==== Records for this exercise

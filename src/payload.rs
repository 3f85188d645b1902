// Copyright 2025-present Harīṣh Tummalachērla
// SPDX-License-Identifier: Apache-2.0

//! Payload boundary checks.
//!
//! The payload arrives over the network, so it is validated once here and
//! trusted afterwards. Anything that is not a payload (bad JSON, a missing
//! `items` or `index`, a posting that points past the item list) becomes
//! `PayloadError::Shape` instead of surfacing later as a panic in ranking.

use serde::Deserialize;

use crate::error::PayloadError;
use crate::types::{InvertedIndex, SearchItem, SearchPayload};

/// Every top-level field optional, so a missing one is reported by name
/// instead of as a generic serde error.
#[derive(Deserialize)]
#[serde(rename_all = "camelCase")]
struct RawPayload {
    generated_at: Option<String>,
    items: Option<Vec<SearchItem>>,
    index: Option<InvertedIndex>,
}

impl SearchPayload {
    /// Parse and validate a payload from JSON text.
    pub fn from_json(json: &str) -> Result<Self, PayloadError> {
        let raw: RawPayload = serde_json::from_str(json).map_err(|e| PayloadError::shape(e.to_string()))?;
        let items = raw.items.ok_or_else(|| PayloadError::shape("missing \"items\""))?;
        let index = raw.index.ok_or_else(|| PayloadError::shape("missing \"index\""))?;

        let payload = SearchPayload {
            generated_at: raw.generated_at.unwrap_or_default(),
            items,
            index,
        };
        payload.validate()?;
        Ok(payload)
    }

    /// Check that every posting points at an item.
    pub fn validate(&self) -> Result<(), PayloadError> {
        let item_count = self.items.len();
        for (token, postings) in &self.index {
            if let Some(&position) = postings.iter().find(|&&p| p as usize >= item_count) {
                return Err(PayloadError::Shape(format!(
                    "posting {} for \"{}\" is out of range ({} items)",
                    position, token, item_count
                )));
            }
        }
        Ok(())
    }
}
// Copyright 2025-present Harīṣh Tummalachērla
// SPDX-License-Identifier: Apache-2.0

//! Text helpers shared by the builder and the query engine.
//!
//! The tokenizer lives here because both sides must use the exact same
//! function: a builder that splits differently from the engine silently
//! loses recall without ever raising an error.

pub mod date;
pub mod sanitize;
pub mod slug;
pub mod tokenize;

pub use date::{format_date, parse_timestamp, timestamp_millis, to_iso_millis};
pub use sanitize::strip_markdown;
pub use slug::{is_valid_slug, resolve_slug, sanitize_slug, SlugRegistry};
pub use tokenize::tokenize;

========
==== Records for this exercise

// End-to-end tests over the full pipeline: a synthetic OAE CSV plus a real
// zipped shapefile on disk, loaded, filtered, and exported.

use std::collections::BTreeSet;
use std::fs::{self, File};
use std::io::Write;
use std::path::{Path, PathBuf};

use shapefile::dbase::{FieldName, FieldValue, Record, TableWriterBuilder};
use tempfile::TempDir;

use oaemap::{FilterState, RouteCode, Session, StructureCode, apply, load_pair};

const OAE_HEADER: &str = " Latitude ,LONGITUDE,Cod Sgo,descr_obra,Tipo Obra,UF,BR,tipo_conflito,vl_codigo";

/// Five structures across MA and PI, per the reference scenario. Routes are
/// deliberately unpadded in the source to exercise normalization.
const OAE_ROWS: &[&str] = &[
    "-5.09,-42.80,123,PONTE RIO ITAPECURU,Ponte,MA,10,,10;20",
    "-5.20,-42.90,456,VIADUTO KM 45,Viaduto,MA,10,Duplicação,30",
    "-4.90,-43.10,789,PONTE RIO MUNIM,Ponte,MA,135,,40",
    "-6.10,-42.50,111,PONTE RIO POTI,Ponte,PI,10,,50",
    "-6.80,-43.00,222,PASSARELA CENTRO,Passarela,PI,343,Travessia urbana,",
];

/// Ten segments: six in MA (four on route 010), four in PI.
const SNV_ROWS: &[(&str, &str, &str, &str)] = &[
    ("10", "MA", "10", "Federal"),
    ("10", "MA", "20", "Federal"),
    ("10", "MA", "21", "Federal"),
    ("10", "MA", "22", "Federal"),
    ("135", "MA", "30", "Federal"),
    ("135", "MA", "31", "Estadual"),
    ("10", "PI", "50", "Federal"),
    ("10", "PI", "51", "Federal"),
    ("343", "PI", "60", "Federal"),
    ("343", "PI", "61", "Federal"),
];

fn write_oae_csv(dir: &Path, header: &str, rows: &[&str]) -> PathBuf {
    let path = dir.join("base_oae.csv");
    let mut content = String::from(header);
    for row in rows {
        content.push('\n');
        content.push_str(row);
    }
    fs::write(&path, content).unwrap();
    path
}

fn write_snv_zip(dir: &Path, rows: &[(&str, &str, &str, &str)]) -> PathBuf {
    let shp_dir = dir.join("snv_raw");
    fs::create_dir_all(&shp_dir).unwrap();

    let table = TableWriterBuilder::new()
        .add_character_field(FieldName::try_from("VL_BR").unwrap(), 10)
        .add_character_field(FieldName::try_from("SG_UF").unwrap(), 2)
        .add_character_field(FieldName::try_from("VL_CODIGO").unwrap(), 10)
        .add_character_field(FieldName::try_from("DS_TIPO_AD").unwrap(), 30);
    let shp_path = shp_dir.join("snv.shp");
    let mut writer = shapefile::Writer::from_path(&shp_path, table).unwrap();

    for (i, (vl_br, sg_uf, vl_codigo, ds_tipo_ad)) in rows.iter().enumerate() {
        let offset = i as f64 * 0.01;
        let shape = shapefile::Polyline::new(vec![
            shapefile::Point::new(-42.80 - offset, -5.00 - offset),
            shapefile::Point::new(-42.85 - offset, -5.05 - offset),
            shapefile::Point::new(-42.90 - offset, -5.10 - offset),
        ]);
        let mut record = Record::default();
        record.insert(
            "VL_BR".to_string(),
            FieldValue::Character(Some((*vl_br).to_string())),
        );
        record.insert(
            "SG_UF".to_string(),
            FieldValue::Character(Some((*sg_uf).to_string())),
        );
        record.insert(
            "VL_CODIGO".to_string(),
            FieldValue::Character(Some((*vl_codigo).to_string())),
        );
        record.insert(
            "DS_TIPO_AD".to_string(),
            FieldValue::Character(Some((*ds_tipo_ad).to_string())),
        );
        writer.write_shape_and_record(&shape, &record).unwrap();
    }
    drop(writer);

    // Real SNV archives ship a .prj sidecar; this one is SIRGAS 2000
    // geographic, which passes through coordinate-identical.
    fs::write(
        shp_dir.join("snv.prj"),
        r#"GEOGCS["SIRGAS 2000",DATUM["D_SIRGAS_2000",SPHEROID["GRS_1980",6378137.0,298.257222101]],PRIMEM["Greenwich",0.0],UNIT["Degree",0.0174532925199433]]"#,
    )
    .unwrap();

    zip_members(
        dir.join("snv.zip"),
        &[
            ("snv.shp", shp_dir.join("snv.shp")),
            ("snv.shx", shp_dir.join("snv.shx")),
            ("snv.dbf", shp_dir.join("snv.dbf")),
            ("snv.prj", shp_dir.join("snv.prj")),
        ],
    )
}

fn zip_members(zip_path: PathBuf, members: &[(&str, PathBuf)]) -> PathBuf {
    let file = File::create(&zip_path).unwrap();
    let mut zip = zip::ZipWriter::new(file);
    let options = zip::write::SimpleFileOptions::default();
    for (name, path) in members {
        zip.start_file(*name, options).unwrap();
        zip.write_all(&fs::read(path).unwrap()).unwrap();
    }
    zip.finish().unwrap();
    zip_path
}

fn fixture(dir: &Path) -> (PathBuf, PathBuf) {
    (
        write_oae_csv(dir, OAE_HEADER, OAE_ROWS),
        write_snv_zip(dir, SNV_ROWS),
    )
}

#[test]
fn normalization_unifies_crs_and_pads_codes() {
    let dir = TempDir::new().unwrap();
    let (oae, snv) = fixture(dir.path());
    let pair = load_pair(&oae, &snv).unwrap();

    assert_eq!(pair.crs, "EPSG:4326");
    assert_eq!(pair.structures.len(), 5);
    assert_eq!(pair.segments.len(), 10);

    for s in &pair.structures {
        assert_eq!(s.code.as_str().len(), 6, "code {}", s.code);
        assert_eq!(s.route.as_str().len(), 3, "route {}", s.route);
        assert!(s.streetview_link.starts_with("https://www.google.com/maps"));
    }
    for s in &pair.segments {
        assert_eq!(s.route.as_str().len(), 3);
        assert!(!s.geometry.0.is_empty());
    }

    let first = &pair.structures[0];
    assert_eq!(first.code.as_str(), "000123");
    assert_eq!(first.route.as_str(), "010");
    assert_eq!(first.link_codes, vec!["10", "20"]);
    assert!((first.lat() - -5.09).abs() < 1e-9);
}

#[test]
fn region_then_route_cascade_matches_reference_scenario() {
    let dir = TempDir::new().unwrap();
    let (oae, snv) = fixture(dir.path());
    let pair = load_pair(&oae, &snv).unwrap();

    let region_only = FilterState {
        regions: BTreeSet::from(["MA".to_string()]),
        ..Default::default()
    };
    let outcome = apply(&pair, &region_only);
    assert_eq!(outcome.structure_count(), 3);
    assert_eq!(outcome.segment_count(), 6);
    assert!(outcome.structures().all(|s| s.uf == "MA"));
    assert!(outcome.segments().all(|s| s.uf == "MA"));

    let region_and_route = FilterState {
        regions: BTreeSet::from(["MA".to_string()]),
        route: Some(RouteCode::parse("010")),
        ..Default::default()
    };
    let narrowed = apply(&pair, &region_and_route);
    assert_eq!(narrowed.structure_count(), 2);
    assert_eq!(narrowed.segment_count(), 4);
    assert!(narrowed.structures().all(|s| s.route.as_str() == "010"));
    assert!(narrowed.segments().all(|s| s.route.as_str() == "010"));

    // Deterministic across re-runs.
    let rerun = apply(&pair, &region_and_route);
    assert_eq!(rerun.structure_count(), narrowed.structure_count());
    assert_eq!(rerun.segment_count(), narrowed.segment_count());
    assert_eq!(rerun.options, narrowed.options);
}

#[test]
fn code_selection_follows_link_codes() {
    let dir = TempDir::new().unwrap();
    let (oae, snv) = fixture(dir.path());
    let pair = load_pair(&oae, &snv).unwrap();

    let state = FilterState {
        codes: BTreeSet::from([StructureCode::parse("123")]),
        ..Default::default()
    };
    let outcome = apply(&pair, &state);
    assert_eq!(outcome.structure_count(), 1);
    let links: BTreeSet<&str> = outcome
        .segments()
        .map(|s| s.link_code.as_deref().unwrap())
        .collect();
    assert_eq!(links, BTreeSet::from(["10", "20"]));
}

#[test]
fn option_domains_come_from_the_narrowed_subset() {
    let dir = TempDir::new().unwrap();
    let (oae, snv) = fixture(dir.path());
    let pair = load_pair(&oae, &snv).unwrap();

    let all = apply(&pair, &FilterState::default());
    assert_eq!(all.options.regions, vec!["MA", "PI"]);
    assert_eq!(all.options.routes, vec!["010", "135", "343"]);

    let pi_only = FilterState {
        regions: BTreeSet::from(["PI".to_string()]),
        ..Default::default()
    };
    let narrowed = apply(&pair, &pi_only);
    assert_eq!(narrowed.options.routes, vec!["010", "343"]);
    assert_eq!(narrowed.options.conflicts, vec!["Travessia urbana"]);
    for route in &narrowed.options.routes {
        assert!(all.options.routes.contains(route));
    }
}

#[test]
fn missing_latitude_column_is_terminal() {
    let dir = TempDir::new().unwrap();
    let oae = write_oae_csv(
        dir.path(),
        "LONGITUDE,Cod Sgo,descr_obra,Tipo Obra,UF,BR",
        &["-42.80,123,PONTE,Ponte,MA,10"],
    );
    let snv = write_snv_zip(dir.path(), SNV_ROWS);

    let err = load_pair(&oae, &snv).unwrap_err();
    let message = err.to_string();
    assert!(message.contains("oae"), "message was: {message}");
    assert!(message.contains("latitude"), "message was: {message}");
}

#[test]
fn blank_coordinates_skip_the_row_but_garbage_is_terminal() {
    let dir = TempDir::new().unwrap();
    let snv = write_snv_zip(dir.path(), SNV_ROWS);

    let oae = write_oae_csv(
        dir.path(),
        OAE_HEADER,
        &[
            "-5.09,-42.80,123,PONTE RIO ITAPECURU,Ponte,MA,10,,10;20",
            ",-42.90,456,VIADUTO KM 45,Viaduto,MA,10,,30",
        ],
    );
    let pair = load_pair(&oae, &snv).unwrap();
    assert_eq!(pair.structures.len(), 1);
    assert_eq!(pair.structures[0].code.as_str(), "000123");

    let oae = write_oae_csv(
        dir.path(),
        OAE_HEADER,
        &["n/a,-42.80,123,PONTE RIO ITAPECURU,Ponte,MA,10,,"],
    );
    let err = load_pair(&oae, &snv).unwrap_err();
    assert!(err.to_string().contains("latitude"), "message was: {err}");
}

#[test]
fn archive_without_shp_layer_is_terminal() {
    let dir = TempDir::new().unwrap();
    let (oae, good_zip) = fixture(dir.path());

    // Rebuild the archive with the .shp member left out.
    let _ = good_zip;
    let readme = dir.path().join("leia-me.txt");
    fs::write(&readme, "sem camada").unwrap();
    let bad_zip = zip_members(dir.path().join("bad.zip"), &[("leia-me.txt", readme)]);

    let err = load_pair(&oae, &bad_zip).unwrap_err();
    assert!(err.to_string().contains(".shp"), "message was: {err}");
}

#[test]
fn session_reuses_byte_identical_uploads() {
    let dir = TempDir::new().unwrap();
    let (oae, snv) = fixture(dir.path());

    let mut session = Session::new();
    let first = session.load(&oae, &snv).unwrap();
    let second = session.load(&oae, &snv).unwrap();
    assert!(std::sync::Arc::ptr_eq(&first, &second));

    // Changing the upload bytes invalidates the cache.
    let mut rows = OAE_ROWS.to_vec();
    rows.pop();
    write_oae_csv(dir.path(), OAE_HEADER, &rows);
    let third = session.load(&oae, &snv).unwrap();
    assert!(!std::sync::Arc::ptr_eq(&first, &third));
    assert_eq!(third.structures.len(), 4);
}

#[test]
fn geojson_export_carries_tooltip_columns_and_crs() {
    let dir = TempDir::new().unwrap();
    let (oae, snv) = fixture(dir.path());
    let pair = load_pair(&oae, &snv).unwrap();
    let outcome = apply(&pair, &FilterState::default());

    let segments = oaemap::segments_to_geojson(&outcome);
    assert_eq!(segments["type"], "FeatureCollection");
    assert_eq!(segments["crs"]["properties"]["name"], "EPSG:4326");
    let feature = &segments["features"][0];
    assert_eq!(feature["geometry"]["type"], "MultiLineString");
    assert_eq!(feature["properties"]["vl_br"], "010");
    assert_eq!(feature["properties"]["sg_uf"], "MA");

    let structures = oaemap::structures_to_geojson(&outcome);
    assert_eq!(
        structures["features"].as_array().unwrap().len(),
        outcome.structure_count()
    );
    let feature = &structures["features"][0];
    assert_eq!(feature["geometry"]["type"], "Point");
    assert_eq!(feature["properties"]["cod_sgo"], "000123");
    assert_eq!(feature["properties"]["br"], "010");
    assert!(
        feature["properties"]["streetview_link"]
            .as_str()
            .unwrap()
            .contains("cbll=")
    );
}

========

Both the line containing "the engine silently" and the line containing "pub use tokenize::tokenize;" belong in the answer. Print them and every line above that falls between them exactly, and no others.

[Exercise result]
//! function: a builder that splits differently from the engine silently
//! loses recall without ever raising an error.

pub mod date;
pub mod sanitize;
pub mod slug;
pub mod tokenize;

pub use date::{format_date, parse_timestamp, timestamp_millis, to_iso_millis};
pub use sanitize::strip_markdown;
pub use slug::{is_valid_slug, resolve_slug, sanitize_slug, SlugRegistry};
pub use tokenize::tokenize;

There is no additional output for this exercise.